Reappointment Process

On October 15, 2009, the Department of Foreign Languages and Literatures Executive Committee met to consider the reappointment of eight professors in the Department, including Chen. (Pl.'s 56.1 ¶ 48.) The committee of five professors, which included Calichman, voted against reappointing Chen for the 2010-2011 academic year. (Id. ¶¶ 49-50.) According to the minutes of the meeting, there were three votes against Chen's reappointment and two abstentions. All five members voted unanimously to reappoint the other seven professors under consideration. (Coulston Decl. Ex. T.)

Chen was notified of the Committee's decision on October 20, 2009. (Pl.'s 56.1 ¶ 51.) She appealed to the Humanities and the Arts Division's Personnel and Budget Committee (composed of the Department chairs of the eight academic departments within the Humanities and the Arts Division), (id. ¶¶ 52-53), and the College-Wide Personnel and Budget Review Committee (composed of the Deans of the eight academic Divisions and Schools and the Provost), (id. ¶¶ 56-57). Each appeal was denied, the latter appeal by unanimous vote of all nine committee members. (Id. ¶¶ 54, 58, 60.) Calichman spoke against Chen at the divisional level in addition to the departmental level. (Calichman Dep. 57:10-12, 58:20-22.) As Dean of the Division of Humanities and the Arts, Dean Reynolds had a voice but not a vote on the divisional committee. (Deposition of Stephen Jablonsky, March 2, 2012, ("Jablosky Dep.") 24:21-24.) He did, however, have a vote in the College-Wide Personnel and Budget Committee. (Paul F. Occhiogrosso Declaration, August 12, 2013 ("Occhiogrosso Decl."), ¶ 6.)

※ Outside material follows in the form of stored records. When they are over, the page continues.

//! The garden: ground, centerpiece, pagodas, balloons and the fruit tree.
//!
//! Layout constants are public so the placement can be checked without a GPU.
//! [`World::build`] creates everything that needs no downloaded asset. Maps and
//! models are attached later through [`World::apply_texture`],
//! [`World::add_balloons`] and [`World::add_tree`] as their loads finish.

use std::f32::consts::FRAC_PI_2;

use cgmath::{Quaternion, Rad, Rotation3, Vector3};

use crate::{
    data_structures::{
        color::Color,
        environment::{Background, Fog},
        geometry::Geometry,
        instance::Instance,
        model::{Material, Model, PhongMaterial, Side},
        scene_graph::{ContainerNode, ModelNode, NodeHandle, Scene, SceneNode},
        texture::{Placeholders, Sampling, Texture},
    },
    frame::FramePose,
};

pub const GROUND_SIZE: f32 = 200.0;
/// World units covered by one repeat of the grass texture.
pub const GROUND_TILE: f32 = 20.0;
pub const CENTERPIECE_HEIGHT: f32 = 0.51;

pub const PAGODA_SPACING: f32 = 30.0;
pub const PAGODAS_PER_DIRECTION: u32 = 3;

/// Unit steps along the principal axes and the diagonals, in the xz plane.
pub const DIRECTIONS: [(f32, f32); 8] = [
    (1.0, 0.0),
    (-1.0, 0.0),
    (0.0, 1.0),
    (0.0, -1.0),
    (1.0, 1.0),
    (-1.0, 1.0),
    (1.0, -1.0),
    (-1.0, -1.0),
];

/// Ground positions of all pagodas.
pub fn pagoda_sites() -> Vec<Vector3<f32>> {
    DIRECTIONS
        .iter()
        .flat_map(|&(dx, dz)| {
            (1..=PAGODAS_PER_DIRECTION).map(move |i| {
                let step = i as f32 * PAGODA_SPACING;
                Vector3::new(dx * step, 0.0, dz * step)
            })
        })
        .collect()
}

#[derive(Clone, Copy, Debug, PartialEq)]
pub enum PartShape {
    Cone { radius: f32, height: f32, segments: u32 },
    Sphere { radius: f32, width_segments: u32, height_segments: u32 },
    Cylinder { radius_top: f32, radius_bottom: f32, height: f32, segments: u32 },
    Box { width: f32, height: f32, depth: f32 },
}

impl PartShape {
    pub fn geometry(&self) -> Geometry {
        match *self {
            PartShape::Cone { radius, height, segments } => Geometry::cone(radius, height, segments),
            PartShape::Sphere {
                radius,
                width_segments,
                height_segments,
            } => Geometry::sphere(radius, width_segments, height_segments),
            PartShape::Cylinder {
                radius_top,
                radius_bottom,
                height,
                segments,
            } => Geometry::cylinder(radius_top, radius_bottom, height, segments),
            PartShape::Box { width, height, depth } => Geometry::cuboid(width, height, depth),
        }
    }
}

/// What a pagoda part is textured with besides its color.
#[derive(Clone, Copy, Debug, PartialEq, Eq)]
pub enum PartSurface {
    Plain,
    /// The offscreen heart scene.
    RenderTarget,
    NormalMap(TextureSlot),
}

#[derive(Clone, Copy, Debug, PartialEq)]
pub struct PagodaPart {
    pub name: &'static str,
    pub shape: PartShape,
    pub color: u32,
    /// Height above the pagoda's ground position.
    pub offset_y: f32,
    pub surface: PartSurface,
}

pub const PAGODA_PARTS: [PagodaPart; 4] = [
    PagodaPart {
        name: "roof",
        shape: PartShape::Cone {
            radius: 3.0,
            height: 4.0,
            segments: 16,
        },
        color: 0xEEDA03,
        offset_y: 15.0,
        surface: PartSurface::Plain,
    },
    PagodaPart {
        name: "orb",
        shape: PartShape::Sphere {
            radius: 4.0,
            width_segments: 12,
            height_segments: 12,
        },
        color: 0xC4A287,
        offset_y: 11.0,
        surface: PartSurface::RenderTarget,
    },
    PagodaPart {
        name: "tower",
        shape: PartShape::Cylinder {
            radius_top: 4.0,
            radius_bottom: 6.0,
            height: 9.0,
            segments: 15,
        },
        color: 0xD45113,
        offset_y: 4.0,
        surface: PartSurface::NormalMap(TextureSlot::BaseNormal),
    },
    PagodaPart {
        name: "base",
        shape: PartShape::Box {
            width: 15.0,
            height: 3.0,
            depth: 15.0,
        },
        color: 0x813405,
        offset_y: 1.0,
        surface: PartSurface::NormalMap(TextureSlot::MidNormal),
    },
];

#[derive(Clone, Copy, Debug, PartialEq)]
pub struct Balloon {
    pub position: [f32; 3],
    pub color: u32,
}

pub const BALLOON_SCALE: f32 = 0.2;

pub const BALLOONS: [Balloon; 8] = [
    Balloon {
        position: [10.0, -80.0, 5.0],
        color: 0x6E3FD5,
    },
    Balloon {
        position: [62.0, -80.0, -5.0],
        color: 0x465362,
    },
    Balloon {
        position: [110.0, -80.0, -26.0],
        color: 0xA5D8FF,
    },
    Balloon {
        position: [94.0, -80.0, -82.0],
        color: 0x70F8BA,
    },
    Balloon {
        position: [53.0, -80.0, -117.0],
        color: 0xCAFE48,
    },
    Balloon {
        position: [6.0, -80.0, -102.0],
        color: 0xFC7753,
    },
    Balloon {
        position: [-39.0, -80.0, -87.0],
        color: 0x4281A4,
    },
    Balloon {
        position: [-21.0, -80.0, -19.0],
        color: 0xE4959E,
    },
];

pub const TREE_SCALE: f32 = 0.0019;
pub const TREE_POSITION: [f32; 3] = [-40.0, 0.0, -70.0];

/// Six cube faces in +x, -x, +y, -y, +z, -z order.
pub const SKYBOX_FACES: [&str; 6] = [
    "textures/miramar_ft.jpg",
    "textures/miramar_bk.jpg",
    "textures/miramar_up.jpg",
    "textures/miramar_dn.jpg",
    "textures/miramar_rt.jpg",
    "textures/miramar_lf.jpg",
];

/// The textures whose loads are tracked by the progress bar.
#[derive(Clone, Copy, Debug, PartialEq, Eq, Hash)]
pub enum TextureSlot {
    Grass,
    Center,
    BaseNormal,
    MidNormal,
}

impl TextureSlot {
    pub const ALL: [TextureSlot; 4] = [
        TextureSlot::Grass,
        TextureSlot::Center,
        TextureSlot::BaseNormal,
        TextureSlot::MidNormal,
    ];

    pub fn url(&self) -> &'static str {
        match self {
            TextureSlot::Grass => "textures/grass.jpg",
            TextureSlot::Center => "textures/center.jpg",
            TextureSlot::BaseNormal => "textures/NormalMap3.png",
            TextureSlot::MidNormal => "textures/NormalMap2.png",
        }
    }

    pub fn is_normal_map(&self) -> bool {
        matches!(self, TextureSlot::BaseNormal | TextureSlot::MidNormal)
    }

    pub fn sampling(&self) -> Sampling {
        match self {
            TextureSlot::Grass => Sampling::repeat_nearest(),
            _ => Sampling::default(),
        }
    }
}

#[derive(Clone, Copy, Debug, PartialEq, Eq, Hash)]
pub enum ModelKind {
    Balloon,
    Tree,
}

impl ModelKind {
    pub fn url(&self) -> &'static str {
        match self {
            ModelKind::Balloon => "models/hotballoon.obj",
            ModelKind::Tree => "models/fruit-tree.obj",
        }
    }
}

fn single_mesh_model(device: &wgpu::Device, name: &str, geometry: &Geometry, material: Material) -> Model {
    Model {
        meshes: vec![geometry.to_mesh(device, name, 0)],
        materials: vec![material],
    }
}

pub struct World {
    pub scene: Scene,
    ground: NodeHandle,
    centerpiece: NodeHandle,
    pagodas: NodeHandle,
    balloons: Option<NodeHandle>,
    tree: Option<NodeHandle>,
}

impl World {
    pub fn build(
        device: &wgpu::Device,
        layouts: &crate::pipelines::Layouts,
        placeholders: &Placeholders,
        render_target: &Texture,
        fog: Option<Fog>,
    ) -> Self {
        let mut scene = Scene::new(Background::default(), fog);
        let material = |name: &str, params: PhongMaterial, diffuse: &Texture| {
            Material::new(
                device,
                name,
                params,
                diffuse.clone(),
                None,
                &placeholders.flat_normal,
                &layouts.material,
            )
        };

        let repeats = GROUND_SIZE / GROUND_TILE;
        let ground_material = material(
            "ground",
            PhongMaterial {
                side: Side::Double,
                uv_repeat: [repeats, repeats],
                receive_shadow: true,
                ..Default::default()
            },
            &placeholders.white,
        );
        let mut ground = ModelNode::from_model(
            1,
            device,
            single_mesh_model(device, "ground", &Geometry::plane(GROUND_SIZE, GROUND_SIZE), ground_material),
        );
        ground.set_local_transform(0, Instance::new().with_rotation(Quaternion::from_angle_x(Rad(-FRAC_PI_2))));
        let ground = scene.add(Box::new(ground));

        let center_material = material(
            "centerpiece",
            PhongMaterial {
                side: Side::Double,
                ..Default::default()
            },
            &placeholders.white,
        );
        let mut centerpiece = ModelNode::from_model(
            1,
            device,
            single_mesh_model(device, "centerpiece", &Geometry::cylinder(4.0, 5.0, 1.0, 6), center_material),
        )
        .casting_shadow();
        centerpiece.set_local_transform(0, Instance::at(0.0, CENTERPIECE_HEIGHT, 0.0));
        let centerpiece = scene.add(Box::new(centerpiece));

        let mut pagodas = ContainerNode::new(0);
        for part in &PAGODA_PARTS {
            let diffuse = match part.surface {
                PartSurface::RenderTarget => render_target,
                _ => &placeholders.white,
            };
            let part_material = material(part.name, PhongMaterial::colored(part.color), diffuse);
            let model = single_mesh_model(device, part.name, &part.shape.geometry(), part_material);
            pagodas.add_child(Box::new(ModelNode::from_model(0, device, model).casting_shadow()));
        }
        pagodas.add_instances(
            pagoda_sites()
                .into_iter()
                .map(|site| Instance::at(site.x, site.y, site.z))
                .collect(),
        );
        for (child, part) in pagodas.children.iter_mut().zip(PAGODA_PARTS.iter()) {
            child.set_local_transform_all(&mut |local| *local = Instance::at(0.0, part.offset_y, 0.0));
        }
        let pagodas = scene.add(Box::new(pagodas));

        Self {
            scene,
            ground,
            centerpiece,
            pagodas,
            balloons: None,
            tree: None,
        }
    }

    fn model_of(&mut self, handle: NodeHandle) -> Option<&mut Model> {
        self.scene.node_mut(handle)?.model_mut()
    }

    fn pagoda_part(&mut self, index: usize) -> Option<&mut Model> {
        self.scene
            .node_mut(self.pagodas)?
            .get_children_mut()
            .get_mut(index)?
            .model_mut()
    }

    /// Attaches a finished texture load to every material waiting for it.
    pub fn apply_texture(&mut self, slot: TextureSlot, texture: Texture, device: &wgpu::Device, queue: &wgpu::Queue) {
        let model = match slot {
            TextureSlot::Grass => self.model_of(self.ground),
            TextureSlot::Center => self.model_of(self.centerpiece),
            TextureSlot::BaseNormal | TextureSlot::MidNormal => {
                let index = PAGODA_PARTS
                    .iter()
                    .position(|part| part.surface == PartSurface::NormalMap(slot));
                match index {
                    Some(index) => self.pagoda_part(index),
                    None => None,
                }
            }
        };
        let Some(model) = model else {
            log::warn!("no material waits for {}", slot.url());
            return;
        };
        for material in model.materials.iter_mut() {
            if slot.is_normal_map() {
                material.set_normal_map(device, queue, texture.clone());
            } else {
                material.set_map(device, texture.clone());
            }
        }
        log::info!("applied {}", slot.url());
    }

    /// Places a tinted copy of `model` at every balloon position.
    pub fn add_balloons(&mut self, device: &wgpu::Device, model: &Model) {
        let mut balloons = ContainerNode::new(1);
        for balloon in &BALLOONS {
            let [x, y, z] = balloon.position;
            let mut node = ModelNode::from_model(1, device, model.tinted(device, Color::from_hex(balloon.color)));
            node.set_local_transform(0, Instance::at(x, y, z).with_uniform_scale(BALLOON_SCALE));
            balloons.add_child(Box::new(node));
        }
        self.balloons = Some(self.scene.add(Box::new(balloons)));
    }

    pub fn add_tree(&mut self, device: &wgpu::Device, model: Model) {
        let [x, y, z] = TREE_POSITION;
        let mut tree = ModelNode::from_model(1, device, model);
        tree.set_local_transform(0, Instance::at(x, y, z).with_uniform_scale(TREE_SCALE));
        self.tree = Some(self.scene.add(Box::new(tree)));
    }

    pub fn set_background(&mut self, background: Background) {
        self.scene.background = background;
    }

    pub fn has_balloons(&self) -> bool {
        self.balloons.is_some()
    }

    pub fn has_tree(&self) -> bool {
        self.tree.is_some()
    }

    pub fn animate(&mut self, pose: &FramePose) {
        if let Some(node) = self.scene.node_mut(self.centerpiece) {
            node.set_local_transform(
                0,
                Instance::at(0.0, CENTERPIECE_HEIGHT, 0.0).with_rotation(Quaternion::from_angle_y(Rad(pose.centerpiece_yaw))),
            );
        }
    }

    /// Propagates transforms and uploads every instance buffer.
    pub fn update(&mut self, device: &wgpu::Device, queue: &wgpu::Queue) {
        self.scene.update_world_transforms();
        self.scene.write_to_buffers(queue, device);
    }

    pub fn pagoda_count(&self) -> usize {
        self.scene
            .node(self.pagodas)
            .map_or(0, |node| node.instance_count())
    }
}
//! Scene graph and hierarchical scene organization.
//!
//! A scene is a list of root nodes plus its environment (fog and background).
//! Every node carries one `(local, world)` transform pair per instance, and
//! the instances of a parent are handed down index by index to its children.

use std::ops::Range;

use log::warn;
use wgpu::util::DeviceExt;

use crate::{
    data_structures::{
        environment::{Background, Fog},
        instance::{Instance, InstanceRaw},
        model,
    },
    render::{Instanced, Render},
};

pub trait SceneNode {
    fn get_world_transforms(&self) -> Vec<Instance>;

    fn get_local_transform(&self, idx: usize) -> Option<Instance>;

    fn get_children(&self) -> &Vec<Box<dyn SceneNode>>;

    fn get_children_mut(&mut self) -> &mut Vec<Box<dyn SceneNode>>;

    fn add_child(&mut self, child: Box<dyn SceneNode>);

    fn set_local_transform(&mut self, idx: usize, instance: Instance);

    fn set_local_transform_all(&mut self, mutation: &mut dyn FnMut(&mut Instance));

    fn write_to_buffers(&mut self, queue: &wgpu::Queue, device: &wgpu::Device);

    /**
     * Multiple instances of a parent can be passed down to multiple instances of multiple children.
     * The argument `parents_world_transform` with a matching `range` size provides control over which instances are transformed.
     */
    fn update_world_transforms(&mut self, range: Range<usize>, parents_world_transform: &[Instance]);

    fn update_world_transform_all(&mut self);

    fn add_instances(&mut self, instances: Vec<Instance>) -> usize;

    fn instance_count(&self) -> usize;

    /// The drawable model of this node, if it has one.
    fn model_mut(&mut self) -> Option<&mut model::Model>;

    fn get_render(&self) -> Vec<Instanced<'_>>;
}

/// Applies parent transforms to the `range` of `instances` and returns the new world transforms.
fn propagate(
    instances: &mut [(Instance, Instance)],
    range: Range<usize>,
    parents_world_transform: &[Instance],
) -> Option<Vec<Instance>> {
    if parents_world_transform.len() > instances.len() {
        warn!(
            "You tried to transform with len {}, but there are only {} instances to transform.",
            parents_world_transform.len(),
            instances.len()
        );
        return None;
    }
    let Some(slice) = instances.get_mut(range.clone()) else {
        warn!(
            "You tried to transform range {}..{}, which is out of bounds for parent len {}.",
            range.start,
            range.end,
            instances.len(),
        );
        return None;
    };
    Some(
        slice
            .iter_mut()
            .zip(parents_world_transform.iter())
            .map(|((local, world), parent)| {
                *world = parent * &*local;
                world.clone()
            })
            .collect(),
    )
}

pub struct ContainerNode {
    pub children: Vec<Box<dyn SceneNode>>,
    pub instances: Vec<(Instance, Instance)>,
}

impl ContainerNode {
    pub fn new(amount: usize) -> Self {
        let instances = (0..amount)
            .map(|_| (Instance::default(), Instance::default()))
            .collect();
        Self {
            instances,
            children: vec![],
        }
    }
}

impl SceneNode for ContainerNode {
    fn add_child(&mut self, child: Box<dyn SceneNode>) {
        self.children.push(child);
    }

    fn set_local_transform(&mut self, idx: usize, instance: Instance) {
        if let Some((local, _)) = self.instances.get_mut(idx) {
            *local = instance;
        }
    }

    fn set_local_transform_all(&mut self, mutation: &mut dyn FnMut(&mut Instance)) {
        self.instances.iter_mut().for_each(|(local, _)| mutation(local));
    }

    fn get_world_transforms(&self) -> Vec<Instance> {
        self.instances.iter().map(|(_, world)| world).cloned().collect()
    }

    fn update_world_transforms(&mut self, range: Range<usize>, parents_world_transform: &[Instance]) {
        let Some(world_transforms) = propagate(&mut self.instances, range.clone(), parents_world_transform)
        else {
            return;
        };
        for child in self.children.iter_mut() {
            child.update_world_transforms(range.clone(), &world_transforms);
        }
    }

    fn get_children_mut(&mut self) -> &mut Vec<Box<dyn SceneNode>> {
        &mut self.children
    }

    fn get_local_transform(&self, idx: usize) -> Option<Instance> {
        self.instances.get(idx).map(|(local, _)| local).cloned()
    }

    fn write_to_buffers(&mut self, queue: &wgpu::Queue, device: &wgpu::Device) {
        self.children
            .iter_mut()
            .for_each(|child| child.write_to_buffers(queue, device));
    }

    fn get_children(&self) -> &Vec<Box<dyn SceneNode>> {
        &self.children
    }

    fn update_world_transform_all(&mut self) {
        let range = 0..self.instances.len();
        let default_instances: Vec<Instance> = range.clone().map(|_| Instance::default()).collect();
        self.update_world_transforms(range, &default_instances);
    }

    fn add_instances(&mut self, instances: Vec<Instance>) -> usize {
        let len = instances.len();
        self.instances
            .extend(instances.into_iter().map(|i| (i.clone(), i)));
        for child in &mut self.children {
            child.add_instances((0..len).map(|_| Instance::default()).collect());
        }
        self.instances.len()
    }

    fn instance_count(&self) -> usize {
        self.instances.len()
    }

    fn model_mut(&mut self) -> Option<&mut model::Model> {
        None
    }

    fn get_render(&self) -> Vec<Instanced<'_>> {
        self.children
            .iter()
            .flat_map(|child| child.get_render())
            .collect()
    }
}

pub struct ModelNode {
    children: Vec<Box<dyn SceneNode>>,
    instance_buffer: wgpu::Buffer,
    instances: Vec<(Instance, Instance)>,
    buffer_size_needs_change: bool,
    model: model::Model,
    cast_shadow: bool,
}

fn mk_instance_buffer(device: &wgpu::Device, raw: &[InstanceRaw]) -> wgpu::Buffer {
    // keep at least one slot so empty nodes still own a valid buffer
    let padded;
    let contents = if raw.is_empty() {
        padded = [Instance::default().to_raw()];
        &padded[..]
    } else {
        raw
    };
    device.create_buffer_init(&wgpu::util::BufferInitDescriptor {
        label: Some("Instance Buffer"),
        contents: bytemuck::cast_slice(contents),
        usage: wgpu::BufferUsages::VERTEX | wgpu::BufferUsages::COPY_DST,
    })
}

impl ModelNode {
    pub fn from_model(amount: usize, device: &wgpu::Device, model: model::Model) -> Self {
        let instances = (0..amount)
            .map(|_| (Instance::default(), Instance::default()))
            .collect::<Vec<_>>();

        let instance_data = instances
            .iter()
            .map(|(_, world)| world.to_raw())
            .collect::<Vec<_>>();

        Self {
            children: vec![],
            instance_buffer: mk_instance_buffer(device, &instance_data),
            instances,
            model,
            buffer_size_needs_change: false,
            cast_shadow: false,
        }
    }

    pub fn casting_shadow(mut self) -> Self {
        self.cast_shadow = true;
        self
    }
}

impl SceneNode for ModelNode {
    fn add_child(&mut self, child: Box<dyn SceneNode>) {
        self.children.push(child);
    }

    fn set_local_transform(&mut self, idx: usize, instance: Instance) {
        if let Some((local, _)) = self.instances.get_mut(idx) {
            *local = instance;
        }
    }

    fn set_local_transform_all(&mut self, mutation: &mut dyn FnMut(&mut Instance)) {
        self.instances.iter_mut().for_each(|(local, _)| mutation(local));
    }

    fn get_world_transforms(&self) -> Vec<Instance> {
        self.instances.iter().map(|(_, world)| world).cloned().collect()
    }

    fn update_world_transforms(&mut self, range: Range<usize>, parents_world_transform: &[Instance]) {
        let Some(world_transforms) = propagate(&mut self.instances, range.clone(), parents_world_transform)
        else {
            return;
        };
        for child in self.children.iter_mut() {
            child.update_world_transforms(range.clone(), &world_transforms);
        }
    }

    fn get_children_mut(&mut self) -> &mut Vec<Box<dyn SceneNode>> {
        &mut self.children
    }

    fn get_local_transform(&self, idx: usize) -> Option<Instance> {
        self.instances.get(idx).map(|(local, _)| local).cloned()
    }

    fn write_to_buffers(&mut self, queue: &wgpu::Queue, device: &wgpu::Device) {
        let raw_instances: Vec<InstanceRaw> = self
            .instances
            .iter()
            .map(|(_, world)| world.to_raw())
            .collect();
        if self.buffer_size_needs_change {
            self.instance_buffer = mk_instance_buffer(device, &raw_instances);
            self.buffer_size_needs_change = false;
        } else if !raw_instances.is_empty() {
            queue.write_buffer(&self.instance_buffer, 0, bytemuck::cast_slice(&raw_instances));
        }
        self.children
            .iter_mut()
            .for_each(|child| child.write_to_buffers(queue, device));
    }

    fn get_children(&self) -> &Vec<Box<dyn SceneNode>> {
        &self.children
    }

    fn update_world_transform_all(&mut self) {
        let range = 0..self.instances.len();
        let default_instances: Vec<Instance> = range.clone().map(|_| Instance::default()).collect();
        self.update_world_transforms(range, &default_instances);
    }

    fn add_instances(&mut self, instances: Vec<Instance>) -> usize {
        let len = instances.len();
        self.instances
            .extend(instances.into_iter().map(|i| (i.clone(), i)));
        for child in &mut self.children {
            child.add_instances((0..len).map(|_| Instance::default()).collect());
        }
        self.buffer_size_needs_change = true;
        self.instances.len()
    }

    fn instance_count(&self) -> usize {
        self.instances.len()
    }

    fn model_mut(&mut self) -> Option<&mut model::Model> {
        Some(&mut self.model)
    }

    fn get_render(&self) -> Vec<Instanced<'_>> {
        self.children
            .iter()
            .flat_map(|child| child.get_render())
            .chain([Instanced {
                instance: &self.instance_buffer,
                model: &self.model,
                amount: self.instances.len(),
                cast_shadow: self.cast_shadow,
            }])
            .collect()
    }
}

/// Index of a root node inside a [`Scene`].
#[derive(Clone, Copy, Debug, PartialEq, Eq)]
pub struct NodeHandle(usize);

#[derive(Default)]
pub struct Scene {
    nodes: Vec<Box<dyn SceneNode>>,
    pub fog: Option<Fog>,
    pub background: Background,
}

impl Scene {
    pub fn new(background: Background, fog: Option<Fog>) -> Self {
        Self {
            nodes: Vec::new(),
            fog,
            background,
        }
    }

    pub fn add(&mut self, node: Box<dyn SceneNode>) -> NodeHandle {
        self.nodes.push(node);
        NodeHandle(self.nodes.len() - 1)
    }

    pub fn node(&self, handle: NodeHandle) -> Option<&dyn SceneNode> {
        self.nodes.get(handle.0).map(|n| n.as_ref())
    }

    pub fn node_mut(&mut self, handle: NodeHandle) -> Option<&mut (dyn SceneNode + 'static)> {
        self.nodes.get_mut(handle.0).map(|n| n.as_mut())
    }

    pub fn update_world_transforms(&mut self) {
        self.nodes
            .iter_mut()
            .for_each(|node| node.update_world_transform_all());
    }

    pub fn write_to_buffers(&mut self, queue: &wgpu::Queue, device: &wgpu::Device) {
        self.nodes
            .iter_mut()
            .for_each(|node| node.write_to_buffers(queue, device));
    }

    pub fn get_render(&self) -> Render<'_> {
        Render::Composed(
            self.nodes
                .iter()
                .map(|node| Render::Defaults(node.get_render()))
                .collect(),
        )
    }
}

Chen's final appeal was to the President of CCNY, Robert Paaswal, acting as Interim President. (Pl.'s 56.1 ¶ 59; see Occhiogrosso Decl. ¶ 7.) In connection with her appeal, Chen submitted a letter in which she detailed her various contributions to CCNY. She also raised various accusations of unequal treatment. (Coulston Decl. Ex. FF.) In particular, Chen compared herself to two tenure track assistant professors who began in the Foreign Languages and Literatures Department at the same time as her. She described one, Carlos Riobo, as "white, male American with Brazilian Heritage," and the other, Vanessa Valdes, as "black, female American with Puerto Rican Heritage." She claimed that compared to the two professors, she was the only who was not reappointed despite having two books and four book contracts where the other two had none. (Id.) Chen also claimed that after she began working at CCNY, Calichman told her that he had "counted" only her academic publications in English, not Chinese, for purposes of determining her salary despite the fact that other full-time faculty members published books in their target languages. (Id.)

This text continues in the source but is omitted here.